* WHAT YOU HAVE TO DO
Among the lines below, return each one that contains the word "address".

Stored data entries
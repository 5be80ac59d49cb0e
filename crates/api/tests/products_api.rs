//! Integration tests for product creation and product edits.
//!
//! Products are identified by their (category, brand) pair.

mod common;

use std::sync::Arc;

use axum::http::{Method, StatusCode};
use serde_json::{json, Value};
use tba_db::MemoryStore;

use common::*;

fn store_with_extra_brand() -> Arc<MemoryStore> {
    Arc::new(
        MemoryStore::catalog()
            .seeded(seed())
            .unwrap()
            .with_rows("brands", vec![json!({"id": 12, "name": "Valrhona", "is_active": true})]),
    )
}

fn new_product(brand_id: &str) -> Value {
    json!({
        "title": "Guanaja 70%",
        "category_id": "2",
        "brand_id": brand_id,
        "vote": 9
    })
}

// ---------------------------------------------------------------------------
// Test: an existing (category, brand) pair points at the existing product
// ---------------------------------------------------------------------------

#[tokio::test]
async fn existing_pair_returns_existing_product() {
    let store = seeded_store();
    let app = build_test_app(store.clone());

    let response = send_json(
        app,
        Method::POST,
        "/api/v1/products",
        Some(&token_for(BOB)),
        new_product("10"),
    )
    .await;
    assert_eq!(response.status(), StatusCode::OK);
    let json = body_json(response).await;

    assert_eq!(json["data"], json!({"id": CHOCOLATE, "existing": true}));
    assert_eq!(store.row_count("markers").await, 4);
    assert_eq!(store.row_count("votes").await, 2, "no vote is cast on the existing product");
}

// ---------------------------------------------------------------------------
// Test: a new pair creates the product and the creator's vote
// ---------------------------------------------------------------------------

#[tokio::test]
async fn new_pair_creates_product() {
    let store = store_with_extra_brand();
    let app = build_test_app(store.clone());

    let response = send_json(
        app,
        Method::POST,
        "/api/v1/products",
        Some(&token_for(BOB)),
        new_product("12"),
    )
    .await;
    assert_eq!(response.status(), StatusCode::CREATED);
    let json = body_json(response).await;

    let marker = &json["data"]["marker"];
    assert_eq!(marker["group_type"], "product");
    assert_eq!(marker["brand_id"], "12");
    assert!(marker["lat"].is_null());
    assert!(json["data"]["vote_error"].is_null());
    assert_eq!(store.row_count("votes").await, 3);
}

// ---------------------------------------------------------------------------
// Test: validation
// ---------------------------------------------------------------------------

#[tokio::test]
async fn inactive_brand_is_rejected() {
    let app = build_test_app(seeded_store());

    let response = send_json(
        app,
        Method::POST,
        "/api/v1/products",
        Some(&token_for(BOB)),
        new_product("11"),
    )
    .await;
    assert_eq!(response.status(), StatusCode::BAD_REQUEST);
    let json = body_json(response).await;

    assert_eq!(json["error"], "Brand is required.");
}

#[tokio::test]
async fn place_category_is_rejected_for_products() {
    let app = build_test_app(seeded_store());
    let mut body = new_product("10");
    body["category_id"] = json!("1");

    let response = send_json(app, Method::POST, "/api/v1/products", Some(&token_for(BOB)), body).await;
    assert_eq!(response.status(), StatusCode::BAD_REQUEST);
    let json = body_json(response).await;

    assert_eq!(json["error"], "Pick a product category.");
}

#[tokio::test]
async fn blank_title_is_rejected() {
    let app = build_test_app(store_with_extra_brand());
    let mut body = new_product("12");
    body["title"] = json!("   ");

    let response = send_json(app, Method::POST, "/api/v1/products", Some(&token_for(BOB)), body).await;
    assert_eq!(response.status(), StatusCode::BAD_REQUEST);
    let json = body_json(response).await;

    assert_eq!(json["code"], "VALIDATION_ERROR");
}

// ---------------------------------------------------------------------------
// Test: editing products
// ---------------------------------------------------------------------------

#[tokio::test]
async fn product_edit_drops_location_fields() {
    let app = build_test_app(seeded_store());
    let body = json!({
        "title": "Excellence 85%",
        "category_id": "2",
        "brand_id": "10",
        "address": "Somewhere",
        "lat": 41.0,
        "lon": 2.0
    });

    let response = send_json(
        app,
        Method::PUT,
        &format!("/api/v1/markers/{CHOCOLATE}"),
        Some(&token_for(ALICE)),
        body,
    )
    .await;
    assert_eq!(response.status(), StatusCode::OK);
    let json = body_json(response).await;

    assert_eq!(json["data"]["title"], "Excellence 85%");
    assert!(json["data"]["address"].is_null());
    assert!(json["data"]["lat"].is_null());
    assert!(json["data"]["lon"].is_null());
}

#[tokio::test]
async fn product_edit_requires_brand() {
    let app = build_test_app(seeded_store());
    let body = json!({ "title": "Excellence 85%", "category_id": "2", "brand_id": null });

    let response = send_json(
        app,
        Method::PUT,
        &format!("/api/v1/markers/{CHOCOLATE}"),
        Some(&token_for(ALICE)),
        body,
    )
    .await;
    assert_eq!(response.status(), StatusCode::BAD_REQUEST);
    let json = body_json(response).await;

    assert_eq!(json["error"], "Brand is required.");
}

#[tokio::test]
async fn product_edit_rejects_place_category() {
    let app = build_test_app(seeded_store());
    let body = json!({ "title": "Excellence 70%", "category_id": "1", "brand_id": "10" });

    let response = send_json(
        app,
        Method::PUT,
        &format!("/api/v1/markers/{CHOCOLATE}"),
        Some(&token_for(ALICE)),
        body,
    )
    .await;
    assert_eq!(response.status(), StatusCode::BAD_REQUEST);
    let json = body_json(response).await;

    assert_eq!(json["error"], "Pick a product category.");
}

#[tokio::test]
async fn product_edit_rejects_inactive_or_unknown_brand() {
    let app = build_test_app(seeded_store());

    for brand_id in ["11", "999"] {
        let body = json!({ "title": "Excellence 70%", "category_id": "2", "brand_id": brand_id });
        let response = send_json(
            app.clone(),
            Method::PUT,
            &format!("/api/v1/markers/{CHOCOLATE}"),
            Some(&token_for(ALICE)),
            body,
        )
        .await;
        assert_eq!(response.status(), StatusCode::BAD_REQUEST, "brand {brand_id}");
        let json = body_json(response).await;

        assert_eq!(json["error"], "Brand is required.");
    }

    let detail = body_json(get(app, &format!("/api/v1/markers/{CHOCOLATE}")).await).await;
    assert_eq!(detail["data"]["brand_id"], "10");
}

* ANSWER SECTION
        "address": "Somewhere",
    assert!(json["data"]["address"].is_null());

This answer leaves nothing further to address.